All of the data below is to be printed again exactly.
★ ★ ★ ★
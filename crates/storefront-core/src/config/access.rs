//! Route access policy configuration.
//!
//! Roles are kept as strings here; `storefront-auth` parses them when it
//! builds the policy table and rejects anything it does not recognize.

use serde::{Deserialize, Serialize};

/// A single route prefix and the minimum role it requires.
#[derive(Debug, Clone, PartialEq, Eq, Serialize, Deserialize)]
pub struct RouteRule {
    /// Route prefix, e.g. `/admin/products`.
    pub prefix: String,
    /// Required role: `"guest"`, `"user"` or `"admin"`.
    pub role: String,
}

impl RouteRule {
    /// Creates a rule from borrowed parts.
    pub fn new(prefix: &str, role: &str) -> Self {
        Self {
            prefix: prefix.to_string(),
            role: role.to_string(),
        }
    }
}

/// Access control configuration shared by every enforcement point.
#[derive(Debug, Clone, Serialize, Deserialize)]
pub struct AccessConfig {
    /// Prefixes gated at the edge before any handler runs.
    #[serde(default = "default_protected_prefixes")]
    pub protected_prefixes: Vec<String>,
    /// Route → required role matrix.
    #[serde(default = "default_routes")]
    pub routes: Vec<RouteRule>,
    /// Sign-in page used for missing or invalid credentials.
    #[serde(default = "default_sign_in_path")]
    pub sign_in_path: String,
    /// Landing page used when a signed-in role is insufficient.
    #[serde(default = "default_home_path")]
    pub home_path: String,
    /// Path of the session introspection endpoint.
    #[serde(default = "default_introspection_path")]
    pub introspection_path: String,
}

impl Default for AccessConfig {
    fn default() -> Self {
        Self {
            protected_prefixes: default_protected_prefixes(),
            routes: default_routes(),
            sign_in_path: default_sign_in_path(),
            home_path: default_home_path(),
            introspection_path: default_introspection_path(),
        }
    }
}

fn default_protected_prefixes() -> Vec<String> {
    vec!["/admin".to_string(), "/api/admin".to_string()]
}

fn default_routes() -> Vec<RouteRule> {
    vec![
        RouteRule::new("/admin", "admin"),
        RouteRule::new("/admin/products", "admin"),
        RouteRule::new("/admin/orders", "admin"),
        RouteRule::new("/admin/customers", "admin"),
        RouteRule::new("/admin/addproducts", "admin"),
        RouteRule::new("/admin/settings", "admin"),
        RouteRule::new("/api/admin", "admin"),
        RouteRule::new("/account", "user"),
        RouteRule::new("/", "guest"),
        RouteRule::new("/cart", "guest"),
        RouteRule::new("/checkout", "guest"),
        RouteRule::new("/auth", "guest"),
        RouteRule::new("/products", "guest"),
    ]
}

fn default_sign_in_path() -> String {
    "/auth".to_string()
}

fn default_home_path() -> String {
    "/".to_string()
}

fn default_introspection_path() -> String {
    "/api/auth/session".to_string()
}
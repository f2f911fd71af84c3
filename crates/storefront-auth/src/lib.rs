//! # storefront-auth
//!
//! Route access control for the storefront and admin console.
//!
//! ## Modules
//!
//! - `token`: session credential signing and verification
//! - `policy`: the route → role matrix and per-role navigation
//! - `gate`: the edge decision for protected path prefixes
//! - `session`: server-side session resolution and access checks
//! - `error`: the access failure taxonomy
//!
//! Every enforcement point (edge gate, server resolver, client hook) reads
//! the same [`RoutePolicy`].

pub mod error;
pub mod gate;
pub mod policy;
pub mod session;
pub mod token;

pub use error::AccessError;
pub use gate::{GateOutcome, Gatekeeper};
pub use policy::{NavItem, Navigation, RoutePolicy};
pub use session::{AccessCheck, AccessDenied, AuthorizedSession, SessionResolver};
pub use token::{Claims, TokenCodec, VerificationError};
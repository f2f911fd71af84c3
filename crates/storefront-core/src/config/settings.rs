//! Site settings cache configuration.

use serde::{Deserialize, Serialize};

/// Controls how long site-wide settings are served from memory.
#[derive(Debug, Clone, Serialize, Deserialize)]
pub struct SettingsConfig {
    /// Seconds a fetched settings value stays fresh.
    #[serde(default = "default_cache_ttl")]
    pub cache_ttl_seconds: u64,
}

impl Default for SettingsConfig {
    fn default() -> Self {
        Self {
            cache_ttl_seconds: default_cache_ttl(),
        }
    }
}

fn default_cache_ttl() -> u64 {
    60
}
★ ★ ★ ★
## REPLY TO THE TASK
filename crates/storefront-core/src/config/access.rs
//! Route access policy configuration.
//!
//! Roles are kept as strings here; `storefront-auth` parses them when it
//! builds the policy table and rejects anything it does not recognize.

use serde::{Deserialize, Serialize};

/// A single route prefix and the minimum role it requires.
#[derive(Debug, Clone, PartialEq, Eq, Serialize, Deserialize)]
pub struct RouteRule {
    /// Route prefix, e.g. `/admin/products`.
    pub prefix: String,
    /// Required role: `"guest"`, `"user"` or `"admin"`.
    pub role: String,
}

impl RouteRule {
    /// Creates a rule from borrowed parts.
    pub fn new(prefix: &str, role: &str) -> Self {
        Self {
            prefix: prefix.to_string(),
            role: role.to_string(),
        }
    }
}

/// Access control configuration shared by every enforcement point.
#[derive(Debug, Clone, Serialize, Deserialize)]
pub struct AccessConfig {
    /// Prefixes gated at the edge before any handler runs.
    #[serde(default = "default_protected_prefixes")]
    pub protected_prefixes: Vec<String>,
    /// Route → required role matrix.
    #[serde(default = "default_routes")]
    pub routes: Vec<RouteRule>,
    /// Sign-in page used for missing or invalid credentials.
    #[serde(default = "default_sign_in_path")]
    pub sign_in_path: String,
    /// Landing page used when a signed-in role is insufficient.
    #[serde(default = "default_home_path")]
    pub home_path: String,
    /// Path of the session introspection endpoint.
    #[serde(default = "default_introspection_path")]
    pub introspection_path: String,
}

impl Default for AccessConfig {
    fn default() -> Self {
        Self {
            protected_prefixes: default_protected_prefixes(),
            routes: default_routes(),
            sign_in_path: default_sign_in_path(),
            home_path: default_home_path(),
            introspection_path: default_introspection_path(),
        }
    }
}

fn default_protected_prefixes() -> Vec<String> {
    vec!["/admin".to_string(), "/api/admin".to_string()]
}

fn default_routes() -> Vec<RouteRule> {
    vec![
        RouteRule::new("/admin", "admin"),
        RouteRule::new("/admin/products", "admin"),
        RouteRule::new("/admin/orders", "admin"),
        RouteRule::new("/admin/customers", "admin"),
        RouteRule::new("/admin/addproducts", "admin"),
        RouteRule::new("/admin/settings", "admin"),
        RouteRule::new("/api/admin", "admin"),
        RouteRule::new("/account", "user"),
        RouteRule::new("/", "guest"),
        RouteRule::new("/cart", "guest"),
        RouteRule::new("/checkout", "guest"),
        RouteRule::new("/auth", "guest"),
        RouteRule::new("/products", "guest"),
    ]
}

fn default_sign_in_path() -> String {
    "/auth".to_string()
}

fn default_home_path() -> String {
    "/".to_string()
}

fn default_introspection_path() -> String {
    "/api/auth/session".to_string()
}
repository f2f911fd71af84c3
filename crates/storefront-auth/src/lib.rs
//! # storefront-auth
//!
//! Route access control for the storefront and admin console.
//!
//! ## Modules
//!
//! - `token`: session credential signing and verification
//! - `policy`: the route → role matrix and per-role navigation
//! - `gate`: the edge decision for protected path prefixes
//! - `session`: server-side session resolution and access checks
//! - `error`: the access failure taxonomy
//!
//! Every enforcement point (edge gate, server resolver, client hook) reads
//! the same [`RoutePolicy`].

pub mod error;
pub mod gate;
pub mod policy;
pub mod session;
pub mod token;

pub use error::AccessError;
pub use gate::{GateOutcome, Gatekeeper};
pub use policy::{NavItem, Navigation, RoutePolicy};
pub use session::{AccessCheck, AccessDenied, AuthorizedSession, SessionResolver};
pub use token::{Claims, TokenCodec, VerificationError};
repository f2f911fd71af84c3
filename crates/storefront-core/src/config/settings.rs
//! Site settings cache configuration.

use serde::{Deserialize, Serialize};

/// Controls how long site-wide settings are served from memory.
#[derive(Debug, Clone, Serialize, Deserialize)]
pub struct SettingsConfig {
    /// Seconds a fetched settings value stays fresh.
    #[serde(default = "default_cache_ttl")]
    pub cache_ttl_seconds: u64,
}

impl Default for SettingsConfig {
    fn default() -> Self {
        Self {
            cache_ttl_seconds: default_cache_ttl(),
        }
    }
}

fn default_cache_ttl() -> u64 {
    60
}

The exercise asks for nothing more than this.